For a while, I had a hard time figuring out why the word “rationing” has such a negative connotation. After all, in a free economy, when resources are scarce, the price goes up, and not everyone can afford the item in question. Either that, or it’s the early bird gets the worm, as in the iPhone scrambles. That works fine for luxury items, but when it comes to necessities, governments have tended to step in to make allocation decisions out of a sense of social fairness. People don’t seem to object to the rationing per se; it’s when rationing is applied by governments irrationally so that it doesn’t work to fairly allocate the resource or encourage investment in new supply.

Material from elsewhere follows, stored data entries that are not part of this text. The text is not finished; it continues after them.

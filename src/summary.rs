// Copyright (c) 2025 Soumyadip Sarkar.
// All rights reserved.
//
// This source code is licensed under the license found in the
// LICENSE file in the root directory of this source tree.

//! Read-only aggregates over the transaction list.

use crate::models::{LedgerScope, Transaction, TransactionKind};
use chrono::{Datelike, NaiveDate};
use rust_decimal::Decimal;
use serde::Serialize;
use std::collections::{BTreeMap, BTreeSet, HashMap};
use std::str::FromStr;

/// Custom ranges wider than this many days are bucketed by month.
pub const DAILY_BUCKET_MAX_DAYS: i64 = 60;

#[derive(Debug, Clone, Copy, PartialEq, Eq, Serialize)]
#[serde(rename_all = "snake_case")]
pub enum PresetRange {
    CurrentMonth,
    PrevMonth,
    CurrentYear,
    All,
}

impl FromStr for PresetRange {
    type Err = String;

    fn from_str(s: &str) -> Result<Self, Self::Err> {
        match s.trim() {
            "current_month" | "month" => Ok(PresetRange::CurrentMonth),
            "prev_month" => Ok(PresetRange::PrevMonth),
            "current_year" | "year" => Ok(PresetRange::CurrentYear),
            "all" => Ok(PresetRange::All),
            other => Err(format!(
                "Unknown range '{}' (use current_month|prev_month|current_year|all)",
                other
            )),
        }
    }
}

#[derive(Debug, Clone, PartialEq, Eq)]
pub struct CustomRange {
    pub start: NaiveDate,
    pub end: NaiveDate,
    pub ledger: LedgerScope,
    /// Empty means every category.
    pub categories: BTreeSet<String>,
}

impl CustomRange {
    pub fn new(start: NaiveDate, end: NaiveDate) -> Self {
        Self {
            start,
            end,
            ledger: LedgerScope::All,
            categories: BTreeSet::new(),
        }
    }

    pub fn span_days(&self) -> i64 {
        (self.end - self.start).num_days().abs()
    }
}

#[derive(Debug, Clone, PartialEq, Eq)]
pub enum SummaryFilter {
    Preset(PresetRange),
    Custom(CustomRange),
}

#[derive(Debug, Clone, Copy, PartialEq, Eq, Serialize)]
#[serde(rename_all = "lowercase")]
pub enum Granularity {
    Daily,
    Monthly,
}

#[derive(Debug, Clone, PartialEq, Eq, Serialize)]
pub struct Totals {
    pub income: Decimal,
    pub expense: Decimal,
    pub balance: Decimal,
}

#[derive(Debug, Clone, PartialEq, Eq, Serialize)]
pub struct CategoryShare {
    pub category: String,
    pub amount: Decimal,
    /// Share of the type's total, 0..=100. Zero when the total is zero.
    pub percent: Decimal,
}

#[derive(Debug, Clone, PartialEq, Eq, Serialize)]
pub struct TrendBucket {
    pub label: String,
    pub income: Decimal,
    pub expense: Decimal,
}

#[derive(Debug, Clone, PartialEq, Eq, Serialize)]
pub struct Summary {
    pub totals: Totals,
    pub breakdown_type: TransactionKind,
    pub breakdown: Vec<CategoryShare>,
    pub granularity: Granularity,
    pub trend: Vec<TrendBucket>,
}

fn parse_day(t: &Transaction) -> Option<NaiveDate> {
    NaiveDate::parse_from_str(t.day(), "%Y-%m-%d").ok()
}

fn prev_month(today: NaiveDate) -> (i32, u32) {
    if today.month() == 1 {
        (today.year() - 1, 12)
    } else {
        (today.year(), today.month() - 1)
    }
}

fn in_preset(t: &Transaction, range: PresetRange, today: NaiveDate) -> bool {
    if range == PresetRange::All {
        return true;
    }
    let Some(d) = parse_day(t) else {
        return false;
    };
    match range {
        PresetRange::CurrentMonth => d.year() == today.year() && d.month() == today.month(),
        PresetRange::PrevMonth => (d.year(), d.month()) == prev_month(today),
        PresetRange::CurrentYear => d.year() == today.year(),
        PresetRange::All => true,
    }
}

fn in_custom(t: &Transaction, range: &CustomRange) -> bool {
    let start = range.start.format("%Y-%m-%d").to_string();
    let end = range.end.format("%Y-%m-%d").to_string();
    let day = t.day();
    day >= start.as_str()
        && day <= end.as_str()
        && range.ledger.matches(&t.ledger_id)
        && (range.categories.is_empty() || range.categories.contains(&t.category))
}

/// Transactions selected by `filter`, in input order.
pub fn filter<'a>(
    transactions: &'a [Transaction],
    filter: &SummaryFilter,
    today: NaiveDate,
) -> Vec<&'a Transaction> {
    transactions
        .iter()
        .filter(|t| match filter {
            SummaryFilter::Preset(range) => in_preset(t, *range, today),
            SummaryFilter::Custom(range) => in_custom(t, range),
        })
        .collect()
}

pub fn totals(transactions: &[&Transaction]) -> Totals {
    let mut income = Decimal::ZERO;
    let mut expense = Decimal::ZERO;
    for t in transactions {
        match t.r#type {
            TransactionKind::Income => income = income.saturating_add(t.amount),
            TransactionKind::Expense => expense = expense.saturating_add(t.amount),
        }
    }
    Totals {
        income,
        expense,
        balance: income.saturating_sub(expense),
    }
}

/// Per-category sums for one type, largest first.
pub fn breakdown(transactions: &[&Transaction], kind: TransactionKind) -> Vec<CategoryShare> {
    let mut sums: HashMap<&str, Decimal> = HashMap::new();
    for t in transactions.iter().filter(|t| t.r#type == kind) {
        let sum = sums.entry(t.category.as_str()).or_insert(Decimal::ZERO);
        *sum = sum.saturating_add(t.amount);
    }
    let total = sums
        .values()
        .fold(Decimal::ZERO, |acc, v| acc.saturating_add(*v));
    let mut items: Vec<CategoryShare> = sums
        .into_iter()
        .map(|(category, amount)| CategoryShare {
            category: category.to_string(),
            amount,
            percent: amount
                .checked_div(total)
                .and_then(|share| share.checked_mul(Decimal::ONE_HUNDRED))
                .unwrap_or(Decimal::ZERO),
        })
        .collect();
    items.sort_by(|a, b| b.amount.cmp(&a.amount).then_with(|| a.category.cmp(&b.category)));
    items
}

pub fn granularity(filter: &SummaryFilter) -> Granularity {
    let monthly = match filter {
        SummaryFilter::Preset(range) => {
            matches!(range, PresetRange::CurrentYear | PresetRange::All)
        }
        SummaryFilter::Custom(range) => range.span_days() > DAILY_BUCKET_MAX_DAYS,
    };
    if monthly {
        Granularity::Monthly
    } else {
        Granularity::Daily
    }
}

/// Income/expense per bucket, oldest bucket first. Undated entries are left out.
pub fn trend(transactions: &[&Transaction], granularity: Granularity) -> Vec<TrendBucket> {
    let mut buckets: BTreeMap<NaiveDate, (Decimal, Decimal)> = BTreeMap::new();
    for t in transactions {
        let Some(day) = parse_day(t) else {
            continue;
        };
        let key = match granularity {
            Granularity::Daily => day,
            Granularity::Monthly => day.with_day(1).unwrap_or(day),
        };
        let entry = buckets.entry(key).or_insert((Decimal::ZERO, Decimal::ZERO));
        match t.r#type {
            TransactionKind::Income => entry.0 = entry.0.saturating_add(t.amount),
            TransactionKind::Expense => entry.1 = entry.1.saturating_add(t.amount),
        }
    }
    let fmt = match granularity {
        Granularity::Daily => "%Y-%m-%d",
        Granularity::Monthly => "%Y-%m",
    };
    buckets
        .into_iter()
        .map(|(key, (income, expense))| TrendBucket {
            label: key.format(fmt).to_string(),
            income,
            expense,
        })
        .collect()
}

pub fn summarize(
    transactions: &[Transaction],
    summary_filter: &SummaryFilter,
    breakdown_type: TransactionKind,
    today: NaiveDate,
) -> Summary {
    let selected = filter(transactions, summary_filter, today);
    let granularity = granularity(summary_filter);
    Summary {
        totals: totals(&selected),
        breakdown_type,
        breakdown: breakdown(&selected, breakdown_type),
        granularity,
        trend: trend(&selected, granularity),
    }
}

#[derive(Debug, Clone, PartialEq, Eq, Serialize)]
pub struct BudgetStatus {
    pub budget: Decimal,
    pub spent: Decimal,
    pub remaining: Decimal,
    /// `None` while the budget is unset, or when the ratio is out of range.
    pub used_ratio: Option<Decimal>,
}

/// Current-month spending against the global budget, within `scope`.
pub fn budget_status(
    transactions: &[Transaction],
    budget: Decimal,
    scope: &LedgerScope,
    today: NaiveDate,
) -> BudgetStatus {
    let month = today.format("%Y-%m").to_string();
    let spent: Decimal = transactions
        .iter()
        .filter(|t| {
            t.r#type == TransactionKind::Expense
                && t.date.starts_with(&month)
                && scope.matches(&t.ledger_id)
        })
        .fold(Decimal::ZERO, |acc, t| acc.saturating_add(t.amount));
    BudgetStatus {
        budget,
        spent,
        remaining: budget.saturating_sub(spent),
        used_ratio: spent.checked_div(budget),
    }
}

#[derive(Debug, Clone, PartialEq, Eq, Serialize)]
pub struct DayGroup<'a> {
    pub day: String,
    pub income: Decimal,
    pub expense: Decimal,
    pub transactions: Vec<&'a Transaction>,
}

/// Groups by calendar day, newest day first; entries within a day newest first.
pub fn group_by_day<'a>(transactions: &[&'a Transaction]) -> Vec<DayGroup<'a>> {
    let mut groups: BTreeMap<&str, Vec<&'a Transaction>> = BTreeMap::new();
    for &t in transactions {
        groups.entry(t.day()).or_default().push(t);
    }
    groups
        .into_iter()
        .rev()
        .map(|(day, mut txs)| {
            txs.sort_by(|a, b| {
                b.date
                    .cmp(&a.date)
                    .then_with(|| b.created_at.cmp(&a.created_at))
            });
            let t = totals(&txs);
            DayGroup {
                day: day.to_string(),
                income: t.income,
                expense: t.expense,
                transactions: txs,
            }
        })
        .collect()
}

So what is it about rationing health care that people especially detest? De facto rationing already occurs for people who can’t obtain health insurance or can’t afford the cost sharing, and for those who reside in areas with few health care facilities. No one has objected to the allocation of scarce organs such as kidneys, though they may argue about the selection criteria for recipients. I contend that it’s when rationing threatens to affect them and their loved ones directly that the hackles get raised. Basically, rationing is OK for everybody else, but individuals want to preserve their personal choices, no matter how costly they are to the system. Physicians who want to retain their own personal choices on behalf of their patients, no matter how ineffective and/or costly these choices have proven to be, are accomplices. Those patients and physicians have found common ground in promoting the pejorative “rationing.” Spiraling health care costs become somebody else’s problem.
Controlling health care costs is a serious social problem that government will solve by irrational rationing unless physicians take ownership of the problem. A senior vice president of the American College of Physicians (ACP) observed, “Slinging the rationing charge poisons the well for any serious discussion of controlling costs, but ducking the issue misleads the public into believing that the country can go on spending more on health care than we realistically can afford.”1 Instead, ACP suggests that we talk about “rational medical decision making” by which choices are made among clinically effective alternatives. As ophthalmologists, we have opportunities to use health care resources wisely, based on evidence of safety and effectiveness, in the context of the particular needs and circumstances of the patient, along with consideration of cost. Perhaps a rallying call might be, “Rational choices—not rationed choices.”
1 Doherty RB. ACP Internist. 2011;31(3):5.